O Canada… Whose home and native land?

Canada is finally breaking the silence around anti-Asian racism

Ever since I’ve been old enough to recognize patterns of race and gender-based discrimination in society, my mother has denied being a victim of either of those things.

My Taiwanese mother immigrated here over 20 years ago. Single-handedly, after only a few years of living here, she had bought a house and started taking French classes offered by the Quebec government’s immigrant integration services — the fourth language she would be learning after Hokkien, Mandarin, and English.

I’ve witnessed her being talked down to by bureaucrats at government offices and had countless store employees turn to face me to answer a question she had asked, sometimes with a look on their face that was asking me to relate to their deliberate misunderstanding of her Chinese accent. As a teenager, I remember looking at my sister as we drove past someone who had just yelled out a racial slur and commented on our mom’s driving. I’ve never rolled up my window so fast. To this day, I’m still glad she didn’t hear it.

And yet, despite all this, my mom is probably the person I know who is the most optimistic about the social climate of Canada; she’s never let her optimism and gratitude towards the country be clouded by microaggressions and negativity.

I was on exchange in Singapore when COVID first hit, when the western world was busy making coronavirus memes instead of planning ahead for an inevitable pandemic. And one day, on a WhatsApp call with my mom, as I was telling her I was okay and was monitoring my temperature every day, she told me she didn’t want to go out too much because there were increasing reports of anti-Chinese violence in Chinatown. She told me there was a lot of racism around Montreal those days.

To say the least, that made me terrified.

East Asians are often dubbed the “model minority”: they have the benefit of a skin tone fairer than other ethnicities’. Some have even said they don’t fall into the “people of colour” category.

And the stereotypes associated with being East Asian, including academic excellence, obedience, bring really good at martial arts, and eating dogs are frankly not as harmful as being associated with inherent violence, terrorism, and drug addiction.

They also experience discrimination to a lesser degree than other visible minorities; Chinese people in Canada only earn 91 cents for every dollar a white person makes, which is far higher than for, say, Black people, for whom this number is 73 cents.

Yet, the model minority attribution becomes especially toxic when it comes as an excuse to dismiss anti-Asian racism on the belief that Asian people don’t stand up for themselves or fight back. It takes advantage of Asian stereotypes being associated with silence and endurance to double down on bullying, microaggressions, theft, and violence.

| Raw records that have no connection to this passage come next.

//! Client error types.

use thiserror::Error;

use crate::response::ResponseBody;

// ============================================================================
// Main API Error
// ============================================================================

/// Error returned by every gateway call.
#[derive(Debug, Error)]
pub enum ApiError {
    /// The gateway answered with a non-2xx status.
    ///
    /// `message` is taken from the payload's `error` or `message` field,
    /// then the raw body, then the status text.
    #[error("{message}")]
    Http {
        /// HTTP status code.
        status: u16,
        /// Normalized error message.
        message: String,
        /// Parsed body (JSON) or raw text.
        data: ResponseBody,
        /// The 401 tore down the stored session.
        session_expired: bool,
    },

    /// A retryable request failed at the transport level twice.
    #[error("Unable to reach the gateway at {url} after {attempts} attempts: {source}")]
    Connectivity {
        /// Request URL.
        url: String,
        /// Attempts made.
        attempts: u32,
        /// Last transport failure.
        #[source]
        source: TransportError,
    },

    /// A non-retryable request failed at the transport level.
    #[error("Request to {url} failed: {source}")]
    Transport {
        /// Request URL.
        url: String,
        /// Transport failure.
        #[source]
        source: TransportError,
    },

    /// The request URL could not be built.
    #[error("Invalid URL: {0}")]
    InvalidUrl(String),

    /// A header value contained characters HTTP does not allow.
    #[error("Invalid value for header {0}")]
    InvalidHeader(String),

    /// The request body could not be serialized.
    #[error("Failed to serialize request body: {0}")]
    Serialize(#[source] serde_json::Error),

    /// A successful response did not have the expected shape.
    #[error("Unexpected response payload: {0}")]
    Decode(String),
}

impl ApiError {
    /// Returns the HTTP status for [`ApiError::Http`].
    pub fn status(&self) -> Option<u16> {
        match self {
            ApiError::Http { status, .. } => Some(*status),
            _ => None,
        }
    }

    /// Returns the response payload for [`ApiError::Http`].
    pub fn data(&self) -> Option<&ResponseBody> {
        match self {
            ApiError::Http { data, .. } => Some(data),
            _ => None,
        }
    }

    /// Returns true if this response cleared the stored session.
    ///
    /// A 401 from an open auth path (wrong password, stale reset link) is
    /// an ordinary failure and returns false.
    pub fn is_session_expired(&self) -> bool {
        matches!(
            self,
            ApiError::Http {
                session_expired: true,
                ..
            }
        )
    }

    /// Returns true if the request timed out before a response arrived.
    pub fn is_timeout(&self) -> bool {
        match self {
            ApiError::Transport { source, .. } | ApiError::Connectivity { source, .. } => {
                source.is_timeout()
            }
            _ => false,
        }
    }

    /// Returns true if the request never produced an HTTP response.
    pub fn is_transport(&self) -> bool {
        matches!(self, ApiError::Transport { .. } | ApiError::Connectivity { .. })
    }
}

// ============================================================================
// Transport Error
// ============================================================================

/// Failure to complete an HTTP exchange at all.
#[derive(Debug, Error)]
pub enum TransportError {
    /// reqwest failed to send the request or read the response.
    #[error("{0}")]
    Request(#[from] reqwest::Error),

    /// Connection could not be established.
    #[error("connection failed: {0}")]
    Connect(String),
}

impl TransportError {
    /// Returns true for timeouts.
    pub fn is_timeout(&self) -> bool {
        match self {
            TransportError::Request(e) => e.is_timeout(),
            TransportError::Connect(_) => false,
        }
    }
}
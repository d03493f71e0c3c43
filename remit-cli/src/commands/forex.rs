//! Forex commands.

use anyhow::{Result, bail};
use clap::{Args, Subcommand};
use remit_core::ForexCalculateRequest;
use remit_fetch::api::HistoryQuery;

use crate::Cli;
use crate::app::App;
use crate::output::emit;

/// Arguments for the forex command.
#[derive(Args)]
pub struct ForexArgs {
    #[command(subcommand)]
    pub action: ForexAction,
}

/// Forex subcommands.
#[derive(Subcommand)]
pub enum ForexAction {
    /// Current rate for a currency pair.
    Rate {
        /// Source currency.
        from: String,
        /// Target currency.
        to: String,
    },

    /// Quote a conversion, fees included.
    Calculate {
        /// Source currency.
        #[arg(long)]
        from: String,
        /// Target currency.
        #[arg(long)]
        to: String,
        /// Amount in the source currency.
        #[arg(long)]
        amount: f64,
    },

    /// Rate history.
    History {
        /// Source currency.
        #[arg(long)]
        from: Option<String>,
        /// Target currency.
        #[arg(long)]
        to: Option<String>,
        /// Days back.
        #[arg(long)]
        days: Option<u32>,
    },
}

/// Runs the forex command.
pub async fn run(args: &ForexArgs, cli: &Cli) -> Result<()> {
    let app = App::init(cli)?;
    let forex = app.client.forex();

    match &args.action {
        ForexAction::Rate { from, to } => {
            let rate = forex.rate(from, to).await?;
            emit(cli, &rate, |t| t.format_rate(&rate))
        }
        ForexAction::Calculate { from, to, amount } => {
            if *amount <= 0.0 {
                bail!("Amount must be positive");
            }
            let request = ForexCalculateRequest {
                from: from.to_ascii_uppercase(),
                to: to.to_ascii_uppercase(),
                amount: *amount,
            };
            let quote = forex.calculate(&request).await?;
            emit(cli, &quote, |t| t.format_quote(&quote))
        }
        ForexAction::History { from, to, days } => {
            let query = HistoryQuery {
                from: from.as_deref().map(str::to_ascii_uppercase),
                to: to.as_deref().map(str::to_ascii_uppercase),
                days: *days,
            };
            let points = forex.history(&query).await?;
            emit(cli, &points, |t| t.format_history(&points))
        }
    }
}
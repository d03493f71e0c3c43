// Lint configuration for this crate
#![warn(missing_docs)]
#![warn(clippy::all)]
#![warn(clippy::pedantic)]
#![allow(clippy::module_name_repetitions)]
#![allow(clippy::must_use_candidate)]

//! # Remit Store
//!
//! Client-side state for the Remit application.
//!
//! This crate provides:
//!
//! - **TokenStore**: Access token and cached user, behind [`remit_core::SessionStore`]
//! - **DeviceIdentity**: Persistent device id and best-effort device country
//! - **AuthContext**: Observable signed-in state
//! - **PreferencesStore**: UI preference flags with persistence
//! - **Config**: Gateway location and client tuning
//! - **Storage backends**: JSON file, system keychain, in-memory
//!
//! ## Usage
//!
//! ```ignore
//! use std::sync::Arc;
//! use remit_store::{AuthContext, FileStore, TokenStore, default_storage_path};
//!
//! let storage = Arc::new(FileStore::open(default_storage_path()));
//! let tokens = TokenStore::new(storage);
//!
//! let auth = AuthContext::new();
//! auth.hydrate(&tokens);
//!
//! let mut rx = auth.subscribe();
//! while rx.changed().await.is_ok() {
//!     println!("Signed in: {}", rx.borrow().is_authenticated());
//! }
//! ```

pub mod auth_context;
pub mod config;
pub mod device;
pub mod error;
pub mod keychain;
pub mod persistence;
pub mod preferences;
pub mod storage;
pub mod token_store;

pub use auth_context::{AuthContext, AuthState};
pub use config::{Config, TokenBackend};
pub use device::{CountryResolver, DeviceIdentity};
pub use error::StoreError;
pub use keychain::KeychainStore;
pub use persistence::{
    default_config_dir, default_config_path, default_data_dir, default_preferences_path,
    default_storage_path, load_json, load_json_or_default, save_json,
};
pub use preferences::{NotificationPreferences, Preferences, PreferencesStore, ThemeMode};
pub use storage::{FileStore, KeyValueStore, MemoryStore};
pub use token_store::TokenStore;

In my view, this is why we never heard about anti-Asian hate crimes until the numbers shot up by over 700 per cent in the past year, like the Vancouver Police Department has reported. In Canada alone, community-based groups have reported over 600 cases of racial aggression against Asian people since the start of the spread of COVID-19. In the first four months of 2020, 95 per cent of reported incidents happened in March and April, as the country entered lockdown.

Our generation is pretty good at recognizing and calling out discrimination when we see it, and especially taking a stand against it. But the state of anti-Asian racism in Canada has gotten so bad that even my mother, who has always had so much faith in this country, has noticed and become apprehensive because of it. For a second-generation immigrant, it’s almost worse than seeing your mom cry.